→ **What needs to be done**
Check each line of the material for "Medium" and report how many lines have it, with nothing added.
── Listed entries
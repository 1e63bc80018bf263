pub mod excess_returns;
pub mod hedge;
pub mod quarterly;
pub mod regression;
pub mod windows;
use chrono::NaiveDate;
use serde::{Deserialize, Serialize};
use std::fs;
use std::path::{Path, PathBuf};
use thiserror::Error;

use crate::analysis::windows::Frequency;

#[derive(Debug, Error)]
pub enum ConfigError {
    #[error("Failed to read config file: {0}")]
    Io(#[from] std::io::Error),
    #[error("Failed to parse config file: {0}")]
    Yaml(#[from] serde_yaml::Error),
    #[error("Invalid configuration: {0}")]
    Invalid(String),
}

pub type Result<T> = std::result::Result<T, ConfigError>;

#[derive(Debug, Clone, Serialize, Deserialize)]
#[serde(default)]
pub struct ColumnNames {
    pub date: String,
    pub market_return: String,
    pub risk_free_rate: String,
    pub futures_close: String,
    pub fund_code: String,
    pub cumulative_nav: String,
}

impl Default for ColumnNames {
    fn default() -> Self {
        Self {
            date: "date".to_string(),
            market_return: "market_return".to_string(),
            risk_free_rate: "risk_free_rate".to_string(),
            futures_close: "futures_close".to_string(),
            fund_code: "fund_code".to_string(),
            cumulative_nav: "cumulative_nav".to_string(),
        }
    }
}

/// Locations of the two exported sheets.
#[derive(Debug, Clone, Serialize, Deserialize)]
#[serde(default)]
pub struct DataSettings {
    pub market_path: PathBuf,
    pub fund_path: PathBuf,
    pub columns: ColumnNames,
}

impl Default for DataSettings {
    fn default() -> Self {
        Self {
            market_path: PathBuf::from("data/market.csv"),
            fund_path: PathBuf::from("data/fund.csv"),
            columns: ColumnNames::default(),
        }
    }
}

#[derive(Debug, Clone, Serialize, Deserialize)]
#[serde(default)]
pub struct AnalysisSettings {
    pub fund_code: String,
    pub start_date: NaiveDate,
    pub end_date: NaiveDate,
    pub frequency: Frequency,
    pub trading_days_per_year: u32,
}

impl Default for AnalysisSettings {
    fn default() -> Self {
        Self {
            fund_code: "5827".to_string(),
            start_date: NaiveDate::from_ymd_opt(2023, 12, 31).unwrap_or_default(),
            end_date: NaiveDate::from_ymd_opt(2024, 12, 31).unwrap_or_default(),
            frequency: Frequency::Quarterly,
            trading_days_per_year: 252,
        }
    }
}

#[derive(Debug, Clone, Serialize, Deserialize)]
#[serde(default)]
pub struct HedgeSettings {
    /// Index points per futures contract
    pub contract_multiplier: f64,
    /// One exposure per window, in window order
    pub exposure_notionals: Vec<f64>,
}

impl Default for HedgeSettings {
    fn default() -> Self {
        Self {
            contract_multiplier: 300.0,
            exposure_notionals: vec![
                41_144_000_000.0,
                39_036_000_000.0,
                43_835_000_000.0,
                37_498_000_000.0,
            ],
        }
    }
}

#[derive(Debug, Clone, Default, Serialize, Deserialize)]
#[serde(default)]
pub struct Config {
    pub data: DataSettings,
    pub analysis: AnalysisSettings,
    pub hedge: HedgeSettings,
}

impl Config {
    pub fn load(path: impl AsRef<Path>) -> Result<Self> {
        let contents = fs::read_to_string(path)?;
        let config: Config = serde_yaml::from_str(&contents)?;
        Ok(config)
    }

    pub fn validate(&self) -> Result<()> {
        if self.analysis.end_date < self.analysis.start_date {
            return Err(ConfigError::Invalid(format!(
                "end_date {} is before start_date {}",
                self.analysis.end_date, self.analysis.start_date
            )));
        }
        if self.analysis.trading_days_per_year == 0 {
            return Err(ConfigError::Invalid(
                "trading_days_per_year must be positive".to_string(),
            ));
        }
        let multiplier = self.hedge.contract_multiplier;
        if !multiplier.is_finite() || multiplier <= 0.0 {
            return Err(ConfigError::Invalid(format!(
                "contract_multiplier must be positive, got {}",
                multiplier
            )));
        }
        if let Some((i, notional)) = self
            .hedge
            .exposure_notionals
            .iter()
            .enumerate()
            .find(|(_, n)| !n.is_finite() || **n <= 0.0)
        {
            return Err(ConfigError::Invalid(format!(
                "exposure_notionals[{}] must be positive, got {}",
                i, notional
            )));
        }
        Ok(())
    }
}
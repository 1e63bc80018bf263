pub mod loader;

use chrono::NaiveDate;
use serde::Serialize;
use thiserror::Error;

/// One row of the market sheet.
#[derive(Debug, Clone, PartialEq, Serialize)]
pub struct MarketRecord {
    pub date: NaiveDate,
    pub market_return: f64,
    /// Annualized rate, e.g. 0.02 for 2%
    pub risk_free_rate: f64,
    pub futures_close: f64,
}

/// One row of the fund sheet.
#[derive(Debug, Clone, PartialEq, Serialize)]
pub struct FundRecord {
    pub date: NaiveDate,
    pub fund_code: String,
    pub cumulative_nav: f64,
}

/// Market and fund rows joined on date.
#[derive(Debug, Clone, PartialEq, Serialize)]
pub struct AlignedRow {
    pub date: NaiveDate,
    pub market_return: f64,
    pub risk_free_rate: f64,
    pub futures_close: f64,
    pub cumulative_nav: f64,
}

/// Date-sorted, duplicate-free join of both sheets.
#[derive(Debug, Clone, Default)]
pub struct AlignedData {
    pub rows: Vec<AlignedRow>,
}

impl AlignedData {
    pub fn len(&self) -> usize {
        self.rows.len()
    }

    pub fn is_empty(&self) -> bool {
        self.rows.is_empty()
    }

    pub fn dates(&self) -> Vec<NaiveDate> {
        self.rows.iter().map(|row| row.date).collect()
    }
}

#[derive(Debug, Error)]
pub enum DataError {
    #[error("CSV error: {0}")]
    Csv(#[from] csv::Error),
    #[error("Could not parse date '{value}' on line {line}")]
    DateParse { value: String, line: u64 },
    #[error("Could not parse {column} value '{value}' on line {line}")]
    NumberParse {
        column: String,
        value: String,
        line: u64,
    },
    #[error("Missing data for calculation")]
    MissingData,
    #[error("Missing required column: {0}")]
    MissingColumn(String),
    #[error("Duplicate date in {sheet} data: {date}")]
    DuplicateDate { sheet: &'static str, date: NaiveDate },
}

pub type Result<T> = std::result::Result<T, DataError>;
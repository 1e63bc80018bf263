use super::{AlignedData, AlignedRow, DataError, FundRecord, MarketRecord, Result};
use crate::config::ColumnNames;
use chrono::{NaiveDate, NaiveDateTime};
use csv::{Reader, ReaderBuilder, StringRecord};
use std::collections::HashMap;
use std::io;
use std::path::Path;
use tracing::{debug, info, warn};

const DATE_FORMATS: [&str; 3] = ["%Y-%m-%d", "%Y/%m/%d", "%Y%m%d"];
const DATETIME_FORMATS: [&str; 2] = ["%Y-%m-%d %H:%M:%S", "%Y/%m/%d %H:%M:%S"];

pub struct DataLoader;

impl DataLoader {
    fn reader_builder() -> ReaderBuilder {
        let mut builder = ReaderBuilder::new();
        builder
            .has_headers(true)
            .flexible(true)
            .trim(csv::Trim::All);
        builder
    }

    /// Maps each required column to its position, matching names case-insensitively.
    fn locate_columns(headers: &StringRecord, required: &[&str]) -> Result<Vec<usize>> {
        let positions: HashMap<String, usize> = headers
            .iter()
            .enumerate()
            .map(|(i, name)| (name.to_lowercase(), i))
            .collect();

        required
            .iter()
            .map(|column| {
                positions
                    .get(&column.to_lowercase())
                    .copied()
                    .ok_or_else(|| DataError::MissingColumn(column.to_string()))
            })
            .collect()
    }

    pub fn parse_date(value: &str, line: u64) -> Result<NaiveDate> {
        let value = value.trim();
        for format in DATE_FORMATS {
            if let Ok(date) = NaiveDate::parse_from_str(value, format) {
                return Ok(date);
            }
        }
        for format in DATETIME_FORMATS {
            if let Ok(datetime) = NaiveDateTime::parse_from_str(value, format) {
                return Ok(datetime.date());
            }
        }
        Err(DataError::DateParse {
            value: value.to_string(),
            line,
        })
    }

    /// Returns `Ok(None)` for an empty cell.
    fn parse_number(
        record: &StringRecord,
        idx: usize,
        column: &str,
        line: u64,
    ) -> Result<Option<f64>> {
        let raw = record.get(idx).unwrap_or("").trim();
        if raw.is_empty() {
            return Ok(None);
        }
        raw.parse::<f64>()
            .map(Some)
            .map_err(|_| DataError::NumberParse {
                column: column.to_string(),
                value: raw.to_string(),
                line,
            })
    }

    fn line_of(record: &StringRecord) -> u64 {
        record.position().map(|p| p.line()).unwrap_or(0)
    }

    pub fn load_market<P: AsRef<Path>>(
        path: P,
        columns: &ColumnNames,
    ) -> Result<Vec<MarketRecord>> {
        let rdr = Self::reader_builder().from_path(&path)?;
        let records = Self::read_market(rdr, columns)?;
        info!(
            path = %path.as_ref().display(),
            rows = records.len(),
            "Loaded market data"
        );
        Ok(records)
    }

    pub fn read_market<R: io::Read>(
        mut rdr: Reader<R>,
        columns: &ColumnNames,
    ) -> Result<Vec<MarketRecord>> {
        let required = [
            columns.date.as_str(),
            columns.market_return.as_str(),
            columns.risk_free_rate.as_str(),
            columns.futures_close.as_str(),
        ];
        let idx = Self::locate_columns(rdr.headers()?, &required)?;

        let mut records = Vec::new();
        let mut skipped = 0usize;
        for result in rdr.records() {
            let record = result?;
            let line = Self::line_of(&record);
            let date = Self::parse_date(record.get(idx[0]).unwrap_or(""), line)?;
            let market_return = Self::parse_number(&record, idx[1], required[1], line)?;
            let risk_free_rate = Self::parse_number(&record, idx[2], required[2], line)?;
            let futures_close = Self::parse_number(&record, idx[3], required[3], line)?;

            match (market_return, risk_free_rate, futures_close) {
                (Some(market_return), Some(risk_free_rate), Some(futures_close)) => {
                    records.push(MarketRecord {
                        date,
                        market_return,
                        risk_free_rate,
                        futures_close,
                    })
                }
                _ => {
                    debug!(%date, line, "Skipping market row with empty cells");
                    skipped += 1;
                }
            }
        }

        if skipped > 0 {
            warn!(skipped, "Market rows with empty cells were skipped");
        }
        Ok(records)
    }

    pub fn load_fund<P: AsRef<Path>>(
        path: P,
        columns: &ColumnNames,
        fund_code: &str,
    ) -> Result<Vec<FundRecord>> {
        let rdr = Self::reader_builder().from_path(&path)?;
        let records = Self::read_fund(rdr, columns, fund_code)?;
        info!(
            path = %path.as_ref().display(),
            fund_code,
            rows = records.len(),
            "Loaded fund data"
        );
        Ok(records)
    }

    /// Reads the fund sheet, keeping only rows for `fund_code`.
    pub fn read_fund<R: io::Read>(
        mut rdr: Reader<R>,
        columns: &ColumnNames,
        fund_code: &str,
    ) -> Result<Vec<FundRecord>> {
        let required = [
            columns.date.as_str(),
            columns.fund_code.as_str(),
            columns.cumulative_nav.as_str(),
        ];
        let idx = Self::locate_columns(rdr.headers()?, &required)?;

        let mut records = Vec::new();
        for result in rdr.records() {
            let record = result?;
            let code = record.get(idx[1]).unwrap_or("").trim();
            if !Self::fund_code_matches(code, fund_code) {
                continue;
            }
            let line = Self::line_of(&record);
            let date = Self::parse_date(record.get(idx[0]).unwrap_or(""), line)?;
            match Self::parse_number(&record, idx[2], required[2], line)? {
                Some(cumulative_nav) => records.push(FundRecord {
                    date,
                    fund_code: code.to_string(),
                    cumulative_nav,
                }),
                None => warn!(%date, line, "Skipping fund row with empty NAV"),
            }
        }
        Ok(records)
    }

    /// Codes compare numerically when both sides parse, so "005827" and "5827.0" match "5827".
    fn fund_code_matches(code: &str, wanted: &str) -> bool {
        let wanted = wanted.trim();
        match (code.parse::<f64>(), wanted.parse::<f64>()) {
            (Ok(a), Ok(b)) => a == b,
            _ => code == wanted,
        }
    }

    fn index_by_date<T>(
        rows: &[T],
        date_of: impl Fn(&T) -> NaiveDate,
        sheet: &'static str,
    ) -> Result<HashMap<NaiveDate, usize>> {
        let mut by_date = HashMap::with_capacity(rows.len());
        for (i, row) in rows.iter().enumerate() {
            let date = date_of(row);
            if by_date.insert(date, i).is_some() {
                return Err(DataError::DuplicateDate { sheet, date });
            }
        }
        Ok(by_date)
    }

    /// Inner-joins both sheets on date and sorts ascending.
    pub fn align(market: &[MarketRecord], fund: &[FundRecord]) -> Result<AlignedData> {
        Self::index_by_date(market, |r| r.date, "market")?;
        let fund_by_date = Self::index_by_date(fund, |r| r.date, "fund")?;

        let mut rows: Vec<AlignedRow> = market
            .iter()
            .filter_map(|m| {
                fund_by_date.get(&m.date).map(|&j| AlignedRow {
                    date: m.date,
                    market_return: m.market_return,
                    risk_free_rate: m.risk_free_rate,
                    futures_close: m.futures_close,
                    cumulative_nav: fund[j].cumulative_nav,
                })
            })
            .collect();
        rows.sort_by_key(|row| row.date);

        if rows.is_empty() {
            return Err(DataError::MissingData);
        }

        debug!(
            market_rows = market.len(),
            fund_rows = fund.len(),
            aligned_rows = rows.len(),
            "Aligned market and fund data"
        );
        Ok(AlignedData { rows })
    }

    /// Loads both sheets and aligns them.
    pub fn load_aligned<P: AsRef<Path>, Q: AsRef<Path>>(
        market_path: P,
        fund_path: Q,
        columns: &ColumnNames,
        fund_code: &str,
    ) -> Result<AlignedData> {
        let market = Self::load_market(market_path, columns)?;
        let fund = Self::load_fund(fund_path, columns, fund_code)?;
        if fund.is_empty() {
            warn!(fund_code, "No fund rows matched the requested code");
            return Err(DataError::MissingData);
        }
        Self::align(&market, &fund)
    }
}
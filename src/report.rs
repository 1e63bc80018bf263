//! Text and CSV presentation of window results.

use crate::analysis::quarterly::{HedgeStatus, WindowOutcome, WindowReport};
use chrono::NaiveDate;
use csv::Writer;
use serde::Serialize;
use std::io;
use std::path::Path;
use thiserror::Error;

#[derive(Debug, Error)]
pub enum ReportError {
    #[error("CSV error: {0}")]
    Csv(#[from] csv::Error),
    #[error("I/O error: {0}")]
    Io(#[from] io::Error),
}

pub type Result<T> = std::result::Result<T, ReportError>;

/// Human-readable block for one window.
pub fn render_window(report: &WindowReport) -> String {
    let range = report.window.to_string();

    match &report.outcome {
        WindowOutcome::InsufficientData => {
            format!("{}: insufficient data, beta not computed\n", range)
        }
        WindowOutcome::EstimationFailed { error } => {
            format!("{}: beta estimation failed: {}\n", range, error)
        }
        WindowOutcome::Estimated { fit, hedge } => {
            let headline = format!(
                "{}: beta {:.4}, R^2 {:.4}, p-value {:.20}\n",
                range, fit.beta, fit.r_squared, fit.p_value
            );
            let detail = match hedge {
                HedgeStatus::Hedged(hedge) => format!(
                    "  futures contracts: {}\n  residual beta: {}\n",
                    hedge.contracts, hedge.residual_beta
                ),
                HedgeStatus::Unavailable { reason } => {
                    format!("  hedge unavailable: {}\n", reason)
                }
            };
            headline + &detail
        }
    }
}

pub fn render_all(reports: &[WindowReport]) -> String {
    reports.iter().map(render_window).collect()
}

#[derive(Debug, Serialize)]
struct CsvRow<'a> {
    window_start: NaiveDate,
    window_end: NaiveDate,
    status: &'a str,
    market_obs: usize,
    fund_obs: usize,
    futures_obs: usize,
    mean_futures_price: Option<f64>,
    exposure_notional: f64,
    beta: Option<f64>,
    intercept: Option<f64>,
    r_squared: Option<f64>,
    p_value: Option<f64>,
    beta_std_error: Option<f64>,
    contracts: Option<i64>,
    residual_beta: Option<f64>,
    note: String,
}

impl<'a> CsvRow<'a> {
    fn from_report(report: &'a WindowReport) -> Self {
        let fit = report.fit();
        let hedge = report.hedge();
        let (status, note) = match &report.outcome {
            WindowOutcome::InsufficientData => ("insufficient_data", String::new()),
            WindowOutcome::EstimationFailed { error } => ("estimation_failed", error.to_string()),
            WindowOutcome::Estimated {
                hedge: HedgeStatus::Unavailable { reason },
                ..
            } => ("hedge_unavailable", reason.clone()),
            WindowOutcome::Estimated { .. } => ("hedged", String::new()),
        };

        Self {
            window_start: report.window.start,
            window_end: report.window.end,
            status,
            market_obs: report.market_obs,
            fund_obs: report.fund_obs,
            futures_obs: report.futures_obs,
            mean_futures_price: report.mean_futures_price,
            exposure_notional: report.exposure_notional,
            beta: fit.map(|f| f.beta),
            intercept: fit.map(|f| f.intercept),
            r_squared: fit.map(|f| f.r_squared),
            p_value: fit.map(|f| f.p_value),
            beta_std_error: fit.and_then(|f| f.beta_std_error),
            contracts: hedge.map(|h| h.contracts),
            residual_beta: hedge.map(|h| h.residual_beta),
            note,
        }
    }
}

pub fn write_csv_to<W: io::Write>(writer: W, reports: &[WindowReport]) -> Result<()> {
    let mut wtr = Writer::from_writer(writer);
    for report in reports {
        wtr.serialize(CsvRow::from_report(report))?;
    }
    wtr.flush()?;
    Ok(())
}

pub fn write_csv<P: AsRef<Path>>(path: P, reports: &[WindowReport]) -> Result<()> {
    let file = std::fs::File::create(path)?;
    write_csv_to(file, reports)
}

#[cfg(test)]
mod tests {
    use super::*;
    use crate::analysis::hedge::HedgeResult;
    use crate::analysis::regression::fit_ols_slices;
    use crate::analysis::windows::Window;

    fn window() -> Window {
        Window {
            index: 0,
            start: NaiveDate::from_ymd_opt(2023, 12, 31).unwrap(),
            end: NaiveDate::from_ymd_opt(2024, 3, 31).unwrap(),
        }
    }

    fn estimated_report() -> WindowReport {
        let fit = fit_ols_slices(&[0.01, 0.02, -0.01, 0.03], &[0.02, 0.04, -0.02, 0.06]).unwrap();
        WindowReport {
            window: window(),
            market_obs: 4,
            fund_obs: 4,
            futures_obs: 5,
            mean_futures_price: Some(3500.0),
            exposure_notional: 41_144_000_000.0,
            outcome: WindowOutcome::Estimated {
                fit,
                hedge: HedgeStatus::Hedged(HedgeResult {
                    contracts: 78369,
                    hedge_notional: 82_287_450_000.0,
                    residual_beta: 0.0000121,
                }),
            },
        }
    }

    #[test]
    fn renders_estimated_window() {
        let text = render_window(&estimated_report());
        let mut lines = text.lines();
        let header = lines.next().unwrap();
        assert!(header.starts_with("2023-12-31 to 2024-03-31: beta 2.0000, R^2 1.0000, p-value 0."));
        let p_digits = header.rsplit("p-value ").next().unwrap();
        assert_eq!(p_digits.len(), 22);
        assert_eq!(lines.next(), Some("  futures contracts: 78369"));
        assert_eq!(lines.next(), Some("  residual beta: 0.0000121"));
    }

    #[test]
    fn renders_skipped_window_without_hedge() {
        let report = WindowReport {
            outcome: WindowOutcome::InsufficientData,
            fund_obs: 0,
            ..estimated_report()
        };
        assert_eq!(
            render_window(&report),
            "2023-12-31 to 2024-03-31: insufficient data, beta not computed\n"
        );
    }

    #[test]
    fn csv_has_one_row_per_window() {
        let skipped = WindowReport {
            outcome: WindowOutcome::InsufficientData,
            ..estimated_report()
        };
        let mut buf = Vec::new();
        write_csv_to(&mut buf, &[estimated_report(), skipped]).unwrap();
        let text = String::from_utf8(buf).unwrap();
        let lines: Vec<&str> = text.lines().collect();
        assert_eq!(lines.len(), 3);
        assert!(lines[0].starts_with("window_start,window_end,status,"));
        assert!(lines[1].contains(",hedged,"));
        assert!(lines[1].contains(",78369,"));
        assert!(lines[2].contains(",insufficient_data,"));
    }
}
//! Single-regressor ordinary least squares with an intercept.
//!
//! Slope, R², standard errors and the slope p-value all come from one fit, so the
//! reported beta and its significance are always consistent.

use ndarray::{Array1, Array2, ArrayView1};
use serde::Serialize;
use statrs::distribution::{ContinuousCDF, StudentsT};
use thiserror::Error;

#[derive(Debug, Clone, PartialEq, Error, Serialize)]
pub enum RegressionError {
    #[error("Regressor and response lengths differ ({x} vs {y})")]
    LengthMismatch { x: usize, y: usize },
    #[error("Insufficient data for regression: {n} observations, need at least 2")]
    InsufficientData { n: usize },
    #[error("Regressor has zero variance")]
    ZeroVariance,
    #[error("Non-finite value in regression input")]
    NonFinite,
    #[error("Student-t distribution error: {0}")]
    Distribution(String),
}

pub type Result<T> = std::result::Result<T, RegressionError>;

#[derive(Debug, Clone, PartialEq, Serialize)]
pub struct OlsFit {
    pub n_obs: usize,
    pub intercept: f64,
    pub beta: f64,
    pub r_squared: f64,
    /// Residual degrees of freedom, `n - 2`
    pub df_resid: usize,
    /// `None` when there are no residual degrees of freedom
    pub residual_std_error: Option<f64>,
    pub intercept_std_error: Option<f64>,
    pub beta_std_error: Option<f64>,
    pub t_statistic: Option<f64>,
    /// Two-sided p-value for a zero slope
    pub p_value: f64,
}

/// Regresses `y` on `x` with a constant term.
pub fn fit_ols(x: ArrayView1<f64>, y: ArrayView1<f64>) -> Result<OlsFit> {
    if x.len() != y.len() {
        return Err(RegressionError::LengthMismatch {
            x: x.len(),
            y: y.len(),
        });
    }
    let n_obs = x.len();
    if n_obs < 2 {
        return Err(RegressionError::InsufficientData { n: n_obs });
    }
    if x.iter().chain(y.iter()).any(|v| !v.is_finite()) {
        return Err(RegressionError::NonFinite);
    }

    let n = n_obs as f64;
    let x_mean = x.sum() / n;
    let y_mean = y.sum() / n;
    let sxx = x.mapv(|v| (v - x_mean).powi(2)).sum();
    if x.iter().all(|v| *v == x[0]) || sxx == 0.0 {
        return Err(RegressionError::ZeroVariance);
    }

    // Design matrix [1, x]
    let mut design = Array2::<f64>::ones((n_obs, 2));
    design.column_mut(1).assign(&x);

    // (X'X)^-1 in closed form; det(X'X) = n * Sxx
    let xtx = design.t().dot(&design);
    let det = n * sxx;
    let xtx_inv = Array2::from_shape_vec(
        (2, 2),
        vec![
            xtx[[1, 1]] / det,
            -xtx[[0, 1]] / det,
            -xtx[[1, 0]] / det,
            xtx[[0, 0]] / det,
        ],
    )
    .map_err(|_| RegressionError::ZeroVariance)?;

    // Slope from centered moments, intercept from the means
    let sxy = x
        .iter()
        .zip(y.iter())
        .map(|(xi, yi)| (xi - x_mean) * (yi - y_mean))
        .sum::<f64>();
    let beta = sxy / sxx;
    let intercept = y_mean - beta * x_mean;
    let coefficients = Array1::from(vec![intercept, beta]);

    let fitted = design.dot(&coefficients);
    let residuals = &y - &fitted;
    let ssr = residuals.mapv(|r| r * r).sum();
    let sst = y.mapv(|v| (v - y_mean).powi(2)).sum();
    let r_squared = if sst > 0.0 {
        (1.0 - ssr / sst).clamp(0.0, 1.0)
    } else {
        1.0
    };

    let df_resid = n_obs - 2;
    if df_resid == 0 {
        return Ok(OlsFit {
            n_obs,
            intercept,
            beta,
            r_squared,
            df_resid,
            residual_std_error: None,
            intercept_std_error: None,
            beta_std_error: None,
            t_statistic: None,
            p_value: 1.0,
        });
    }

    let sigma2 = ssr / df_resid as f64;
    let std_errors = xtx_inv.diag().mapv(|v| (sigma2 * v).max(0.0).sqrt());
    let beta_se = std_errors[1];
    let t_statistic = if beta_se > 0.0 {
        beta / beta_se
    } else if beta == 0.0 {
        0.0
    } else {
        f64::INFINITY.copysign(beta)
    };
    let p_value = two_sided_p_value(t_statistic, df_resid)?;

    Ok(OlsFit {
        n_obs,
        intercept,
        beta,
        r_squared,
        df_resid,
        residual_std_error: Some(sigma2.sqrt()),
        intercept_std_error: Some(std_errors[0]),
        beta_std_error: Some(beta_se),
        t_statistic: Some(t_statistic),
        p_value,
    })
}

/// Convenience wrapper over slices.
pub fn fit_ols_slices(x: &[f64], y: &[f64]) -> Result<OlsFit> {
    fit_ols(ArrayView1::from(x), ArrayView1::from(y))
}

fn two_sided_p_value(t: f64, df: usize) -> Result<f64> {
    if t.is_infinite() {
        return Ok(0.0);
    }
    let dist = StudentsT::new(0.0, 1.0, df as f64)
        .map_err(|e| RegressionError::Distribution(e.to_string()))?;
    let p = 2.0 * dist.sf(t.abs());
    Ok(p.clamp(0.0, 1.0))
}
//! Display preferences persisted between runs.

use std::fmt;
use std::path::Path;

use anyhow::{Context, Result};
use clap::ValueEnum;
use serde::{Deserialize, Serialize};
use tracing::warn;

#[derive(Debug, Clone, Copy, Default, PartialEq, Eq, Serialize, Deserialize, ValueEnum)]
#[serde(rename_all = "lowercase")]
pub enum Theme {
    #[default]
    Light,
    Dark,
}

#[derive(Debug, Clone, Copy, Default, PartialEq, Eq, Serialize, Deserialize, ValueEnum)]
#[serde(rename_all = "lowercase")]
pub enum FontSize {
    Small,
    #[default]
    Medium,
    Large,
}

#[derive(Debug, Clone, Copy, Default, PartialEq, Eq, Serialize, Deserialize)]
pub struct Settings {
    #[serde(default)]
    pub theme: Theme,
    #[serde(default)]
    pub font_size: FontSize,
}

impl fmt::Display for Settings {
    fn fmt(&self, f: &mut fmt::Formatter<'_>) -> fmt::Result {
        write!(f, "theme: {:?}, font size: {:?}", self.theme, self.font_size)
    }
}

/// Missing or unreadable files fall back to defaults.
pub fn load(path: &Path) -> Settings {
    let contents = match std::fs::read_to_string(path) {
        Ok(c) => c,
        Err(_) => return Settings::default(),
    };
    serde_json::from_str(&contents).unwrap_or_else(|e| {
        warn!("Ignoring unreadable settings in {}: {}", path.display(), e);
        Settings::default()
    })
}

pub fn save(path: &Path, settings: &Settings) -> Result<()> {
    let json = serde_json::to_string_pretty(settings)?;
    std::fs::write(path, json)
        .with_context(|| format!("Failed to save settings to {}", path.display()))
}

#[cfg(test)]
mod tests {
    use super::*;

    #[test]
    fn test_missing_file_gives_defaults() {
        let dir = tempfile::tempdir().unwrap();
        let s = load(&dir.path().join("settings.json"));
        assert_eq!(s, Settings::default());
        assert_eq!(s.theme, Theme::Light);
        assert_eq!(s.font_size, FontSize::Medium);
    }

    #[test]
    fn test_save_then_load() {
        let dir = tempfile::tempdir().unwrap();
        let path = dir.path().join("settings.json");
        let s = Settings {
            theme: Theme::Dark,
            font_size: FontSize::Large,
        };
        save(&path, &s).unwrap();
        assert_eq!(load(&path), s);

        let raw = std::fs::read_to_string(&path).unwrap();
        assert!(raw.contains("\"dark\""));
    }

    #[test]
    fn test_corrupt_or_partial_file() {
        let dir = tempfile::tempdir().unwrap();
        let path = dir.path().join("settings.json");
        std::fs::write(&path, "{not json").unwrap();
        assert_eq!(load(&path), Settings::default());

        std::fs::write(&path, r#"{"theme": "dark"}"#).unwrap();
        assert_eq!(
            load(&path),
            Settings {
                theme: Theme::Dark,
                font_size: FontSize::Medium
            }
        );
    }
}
────
→ **Exercise solution**
3